EXERCISE REQUIREMENTS » Bring together copies of the lines in the data below that contain the word "locate".

Records from a dataset »
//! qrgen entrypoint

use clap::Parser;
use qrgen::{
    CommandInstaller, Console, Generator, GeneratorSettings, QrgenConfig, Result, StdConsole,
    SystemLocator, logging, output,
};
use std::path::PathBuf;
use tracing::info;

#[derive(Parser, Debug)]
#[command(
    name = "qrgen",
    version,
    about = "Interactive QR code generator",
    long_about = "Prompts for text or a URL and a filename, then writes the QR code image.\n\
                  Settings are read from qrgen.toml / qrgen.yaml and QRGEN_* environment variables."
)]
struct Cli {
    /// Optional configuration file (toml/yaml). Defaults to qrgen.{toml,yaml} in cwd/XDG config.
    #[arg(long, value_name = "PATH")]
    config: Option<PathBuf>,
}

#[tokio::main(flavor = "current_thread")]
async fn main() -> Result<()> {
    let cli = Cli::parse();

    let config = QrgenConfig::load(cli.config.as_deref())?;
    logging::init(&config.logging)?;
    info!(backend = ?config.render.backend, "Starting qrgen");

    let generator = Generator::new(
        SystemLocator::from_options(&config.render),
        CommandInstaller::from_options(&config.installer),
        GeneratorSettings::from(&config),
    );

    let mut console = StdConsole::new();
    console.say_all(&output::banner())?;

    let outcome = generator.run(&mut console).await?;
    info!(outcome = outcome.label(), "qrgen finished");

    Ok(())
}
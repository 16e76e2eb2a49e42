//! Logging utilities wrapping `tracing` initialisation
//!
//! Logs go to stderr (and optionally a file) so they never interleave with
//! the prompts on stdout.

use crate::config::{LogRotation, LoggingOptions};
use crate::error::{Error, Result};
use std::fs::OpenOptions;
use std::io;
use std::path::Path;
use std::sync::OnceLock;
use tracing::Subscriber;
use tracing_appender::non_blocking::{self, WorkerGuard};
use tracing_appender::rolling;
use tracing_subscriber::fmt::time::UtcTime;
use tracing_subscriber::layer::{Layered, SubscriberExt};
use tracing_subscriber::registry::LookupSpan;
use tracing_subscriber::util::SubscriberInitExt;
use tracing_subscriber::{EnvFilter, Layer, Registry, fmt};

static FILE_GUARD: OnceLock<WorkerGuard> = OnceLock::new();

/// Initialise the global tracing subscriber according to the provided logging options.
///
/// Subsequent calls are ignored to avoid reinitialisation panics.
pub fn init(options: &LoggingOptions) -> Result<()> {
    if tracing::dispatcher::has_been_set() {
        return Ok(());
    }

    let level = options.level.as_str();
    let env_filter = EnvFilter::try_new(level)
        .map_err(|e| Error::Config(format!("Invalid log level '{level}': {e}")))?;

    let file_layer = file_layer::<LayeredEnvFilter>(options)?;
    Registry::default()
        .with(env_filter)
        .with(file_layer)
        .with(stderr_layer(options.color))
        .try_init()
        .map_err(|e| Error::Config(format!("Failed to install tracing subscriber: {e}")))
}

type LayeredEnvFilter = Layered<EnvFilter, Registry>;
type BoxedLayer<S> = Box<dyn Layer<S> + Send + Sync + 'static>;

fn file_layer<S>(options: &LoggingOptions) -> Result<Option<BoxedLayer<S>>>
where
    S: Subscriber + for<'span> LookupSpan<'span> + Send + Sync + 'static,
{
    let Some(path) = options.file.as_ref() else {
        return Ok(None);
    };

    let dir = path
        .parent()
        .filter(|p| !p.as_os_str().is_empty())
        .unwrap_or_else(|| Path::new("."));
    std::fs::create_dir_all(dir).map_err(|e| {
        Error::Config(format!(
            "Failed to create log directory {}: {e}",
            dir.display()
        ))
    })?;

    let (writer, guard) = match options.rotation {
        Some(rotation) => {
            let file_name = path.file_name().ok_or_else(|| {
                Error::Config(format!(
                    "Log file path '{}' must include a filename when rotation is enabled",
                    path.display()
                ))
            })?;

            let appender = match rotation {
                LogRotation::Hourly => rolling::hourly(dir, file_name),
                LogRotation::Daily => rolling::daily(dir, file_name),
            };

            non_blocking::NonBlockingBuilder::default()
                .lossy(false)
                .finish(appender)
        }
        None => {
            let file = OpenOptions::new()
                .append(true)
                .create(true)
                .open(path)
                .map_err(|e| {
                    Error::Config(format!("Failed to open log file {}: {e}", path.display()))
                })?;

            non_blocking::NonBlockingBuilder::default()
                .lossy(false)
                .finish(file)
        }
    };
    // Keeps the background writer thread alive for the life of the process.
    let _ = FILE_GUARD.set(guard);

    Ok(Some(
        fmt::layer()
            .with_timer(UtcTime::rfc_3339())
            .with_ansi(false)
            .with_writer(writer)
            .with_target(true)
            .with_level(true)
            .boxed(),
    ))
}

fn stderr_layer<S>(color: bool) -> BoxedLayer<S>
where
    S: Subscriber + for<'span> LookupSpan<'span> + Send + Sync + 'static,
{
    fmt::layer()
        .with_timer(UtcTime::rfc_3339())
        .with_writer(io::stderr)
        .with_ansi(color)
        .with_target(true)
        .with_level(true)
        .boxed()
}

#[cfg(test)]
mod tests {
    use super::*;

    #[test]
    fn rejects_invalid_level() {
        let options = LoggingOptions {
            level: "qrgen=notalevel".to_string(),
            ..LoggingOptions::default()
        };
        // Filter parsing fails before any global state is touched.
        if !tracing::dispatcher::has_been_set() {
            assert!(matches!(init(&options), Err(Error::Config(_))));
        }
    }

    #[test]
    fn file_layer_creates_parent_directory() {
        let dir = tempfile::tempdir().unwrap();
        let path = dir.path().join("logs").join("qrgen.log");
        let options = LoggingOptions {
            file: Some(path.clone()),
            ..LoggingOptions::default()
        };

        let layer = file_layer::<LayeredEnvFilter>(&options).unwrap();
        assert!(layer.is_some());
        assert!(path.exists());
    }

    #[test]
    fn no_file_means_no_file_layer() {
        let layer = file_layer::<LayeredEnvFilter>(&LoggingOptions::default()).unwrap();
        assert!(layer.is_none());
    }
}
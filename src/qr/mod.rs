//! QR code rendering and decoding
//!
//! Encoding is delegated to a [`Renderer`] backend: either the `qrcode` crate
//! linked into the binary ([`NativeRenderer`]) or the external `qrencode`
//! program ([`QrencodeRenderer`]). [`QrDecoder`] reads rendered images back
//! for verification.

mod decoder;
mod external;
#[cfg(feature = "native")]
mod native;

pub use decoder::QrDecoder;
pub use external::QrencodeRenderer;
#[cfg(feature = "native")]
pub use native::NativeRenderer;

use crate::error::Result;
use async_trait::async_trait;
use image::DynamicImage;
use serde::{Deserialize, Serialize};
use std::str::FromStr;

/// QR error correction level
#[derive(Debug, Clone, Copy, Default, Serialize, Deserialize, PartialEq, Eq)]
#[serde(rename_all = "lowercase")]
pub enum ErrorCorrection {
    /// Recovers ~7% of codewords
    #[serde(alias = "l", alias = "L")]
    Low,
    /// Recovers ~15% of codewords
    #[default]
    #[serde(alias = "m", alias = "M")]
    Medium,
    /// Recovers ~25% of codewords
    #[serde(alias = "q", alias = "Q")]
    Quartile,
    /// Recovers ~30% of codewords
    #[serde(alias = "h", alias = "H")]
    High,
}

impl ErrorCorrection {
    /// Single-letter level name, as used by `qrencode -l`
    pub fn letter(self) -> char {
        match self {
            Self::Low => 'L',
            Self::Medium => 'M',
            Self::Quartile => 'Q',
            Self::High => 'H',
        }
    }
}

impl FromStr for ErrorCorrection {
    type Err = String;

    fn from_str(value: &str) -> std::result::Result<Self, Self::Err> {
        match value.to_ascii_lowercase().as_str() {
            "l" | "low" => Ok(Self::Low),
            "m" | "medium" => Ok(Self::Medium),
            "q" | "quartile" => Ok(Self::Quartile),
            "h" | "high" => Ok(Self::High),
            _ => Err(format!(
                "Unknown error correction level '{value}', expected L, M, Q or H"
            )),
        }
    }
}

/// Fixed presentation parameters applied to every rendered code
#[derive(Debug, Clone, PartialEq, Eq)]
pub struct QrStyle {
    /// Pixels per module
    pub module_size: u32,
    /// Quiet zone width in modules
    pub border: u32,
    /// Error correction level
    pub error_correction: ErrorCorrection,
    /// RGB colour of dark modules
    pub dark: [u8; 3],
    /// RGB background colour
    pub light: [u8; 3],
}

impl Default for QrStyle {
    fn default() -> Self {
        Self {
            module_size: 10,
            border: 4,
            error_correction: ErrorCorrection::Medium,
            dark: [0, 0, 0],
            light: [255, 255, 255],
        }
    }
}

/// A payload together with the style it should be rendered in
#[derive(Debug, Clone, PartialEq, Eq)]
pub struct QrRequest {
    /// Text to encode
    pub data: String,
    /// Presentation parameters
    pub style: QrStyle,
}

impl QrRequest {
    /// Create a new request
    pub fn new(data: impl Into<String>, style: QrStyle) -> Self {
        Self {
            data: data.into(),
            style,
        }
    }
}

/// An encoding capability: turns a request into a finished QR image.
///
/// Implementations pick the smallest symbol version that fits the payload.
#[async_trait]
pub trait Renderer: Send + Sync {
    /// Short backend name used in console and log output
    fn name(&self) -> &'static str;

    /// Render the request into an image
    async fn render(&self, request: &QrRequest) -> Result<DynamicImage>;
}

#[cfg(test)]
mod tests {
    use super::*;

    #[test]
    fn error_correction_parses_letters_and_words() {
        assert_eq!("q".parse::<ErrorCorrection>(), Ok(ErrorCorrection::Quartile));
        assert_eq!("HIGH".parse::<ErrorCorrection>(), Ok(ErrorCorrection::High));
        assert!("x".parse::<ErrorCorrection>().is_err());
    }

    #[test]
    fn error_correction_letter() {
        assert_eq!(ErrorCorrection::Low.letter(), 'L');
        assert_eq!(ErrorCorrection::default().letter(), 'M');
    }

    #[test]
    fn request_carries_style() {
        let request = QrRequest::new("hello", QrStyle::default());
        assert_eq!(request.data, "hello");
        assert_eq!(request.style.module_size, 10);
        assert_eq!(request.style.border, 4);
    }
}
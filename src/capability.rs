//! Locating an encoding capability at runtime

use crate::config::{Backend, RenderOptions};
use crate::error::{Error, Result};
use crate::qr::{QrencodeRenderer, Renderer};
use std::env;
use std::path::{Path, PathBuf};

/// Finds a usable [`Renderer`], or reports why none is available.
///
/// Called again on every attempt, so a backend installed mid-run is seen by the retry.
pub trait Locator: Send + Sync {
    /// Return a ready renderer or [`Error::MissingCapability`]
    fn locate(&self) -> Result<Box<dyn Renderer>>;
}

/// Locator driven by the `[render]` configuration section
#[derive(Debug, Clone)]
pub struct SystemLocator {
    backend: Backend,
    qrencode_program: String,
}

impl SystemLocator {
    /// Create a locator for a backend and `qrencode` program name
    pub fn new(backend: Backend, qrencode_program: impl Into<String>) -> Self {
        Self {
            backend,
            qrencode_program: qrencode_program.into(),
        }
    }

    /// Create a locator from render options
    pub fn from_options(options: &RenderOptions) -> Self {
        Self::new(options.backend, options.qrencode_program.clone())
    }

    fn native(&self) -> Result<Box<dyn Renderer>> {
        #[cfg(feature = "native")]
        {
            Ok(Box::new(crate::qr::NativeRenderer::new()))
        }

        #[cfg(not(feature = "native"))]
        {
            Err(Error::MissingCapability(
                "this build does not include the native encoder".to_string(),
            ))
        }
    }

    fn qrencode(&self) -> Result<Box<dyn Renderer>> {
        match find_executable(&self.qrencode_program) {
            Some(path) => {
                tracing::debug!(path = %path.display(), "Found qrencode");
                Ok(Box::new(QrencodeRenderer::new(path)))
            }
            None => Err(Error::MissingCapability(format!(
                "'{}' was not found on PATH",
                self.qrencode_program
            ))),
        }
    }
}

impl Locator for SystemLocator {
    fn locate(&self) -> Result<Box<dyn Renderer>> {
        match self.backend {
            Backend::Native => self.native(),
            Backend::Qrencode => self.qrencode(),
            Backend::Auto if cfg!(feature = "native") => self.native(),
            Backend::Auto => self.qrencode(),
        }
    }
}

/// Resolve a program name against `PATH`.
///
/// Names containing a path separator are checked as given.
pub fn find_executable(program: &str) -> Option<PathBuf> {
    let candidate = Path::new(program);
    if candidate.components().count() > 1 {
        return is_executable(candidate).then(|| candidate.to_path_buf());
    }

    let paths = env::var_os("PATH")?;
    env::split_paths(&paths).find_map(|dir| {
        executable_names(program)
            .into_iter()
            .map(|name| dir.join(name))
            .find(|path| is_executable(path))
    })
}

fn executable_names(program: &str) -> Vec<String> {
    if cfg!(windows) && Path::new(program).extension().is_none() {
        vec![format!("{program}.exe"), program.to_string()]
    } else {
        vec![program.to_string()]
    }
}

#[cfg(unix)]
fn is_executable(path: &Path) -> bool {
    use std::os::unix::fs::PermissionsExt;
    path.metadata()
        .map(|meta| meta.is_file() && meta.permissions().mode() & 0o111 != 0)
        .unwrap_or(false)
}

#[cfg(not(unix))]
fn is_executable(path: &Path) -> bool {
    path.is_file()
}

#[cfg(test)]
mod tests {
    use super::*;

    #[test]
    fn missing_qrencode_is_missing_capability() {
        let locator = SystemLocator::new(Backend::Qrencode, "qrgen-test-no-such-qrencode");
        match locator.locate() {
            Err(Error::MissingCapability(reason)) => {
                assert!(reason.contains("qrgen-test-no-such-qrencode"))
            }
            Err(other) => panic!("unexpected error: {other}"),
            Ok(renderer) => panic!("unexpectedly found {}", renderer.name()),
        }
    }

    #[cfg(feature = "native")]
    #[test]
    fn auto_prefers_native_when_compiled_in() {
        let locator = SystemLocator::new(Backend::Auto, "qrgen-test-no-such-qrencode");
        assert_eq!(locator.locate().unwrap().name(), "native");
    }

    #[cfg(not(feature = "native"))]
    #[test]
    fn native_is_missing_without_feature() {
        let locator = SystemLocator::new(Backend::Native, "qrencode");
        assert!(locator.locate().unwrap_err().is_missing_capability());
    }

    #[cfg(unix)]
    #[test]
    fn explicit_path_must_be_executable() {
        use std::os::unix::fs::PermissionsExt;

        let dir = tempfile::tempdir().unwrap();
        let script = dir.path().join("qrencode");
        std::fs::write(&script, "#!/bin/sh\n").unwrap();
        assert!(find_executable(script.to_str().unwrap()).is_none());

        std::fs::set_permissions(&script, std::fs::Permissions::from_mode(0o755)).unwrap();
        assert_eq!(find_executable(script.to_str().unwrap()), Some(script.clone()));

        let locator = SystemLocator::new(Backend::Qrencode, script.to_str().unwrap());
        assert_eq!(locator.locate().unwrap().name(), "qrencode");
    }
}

RESPONSE AREA »
    fn locate(&self) -> Result<Box<dyn Renderer>>;
    fn locate(&self) -> Result<Box<dyn Renderer>> {
        match locator.locate() {
        assert_eq!(locator.locate().unwrap().name(), "native");
        assert!(locator.locate().unwrap_err().is_missing_capability());
        assert_eq!(locator.locate().unwrap().name(), "qrencode");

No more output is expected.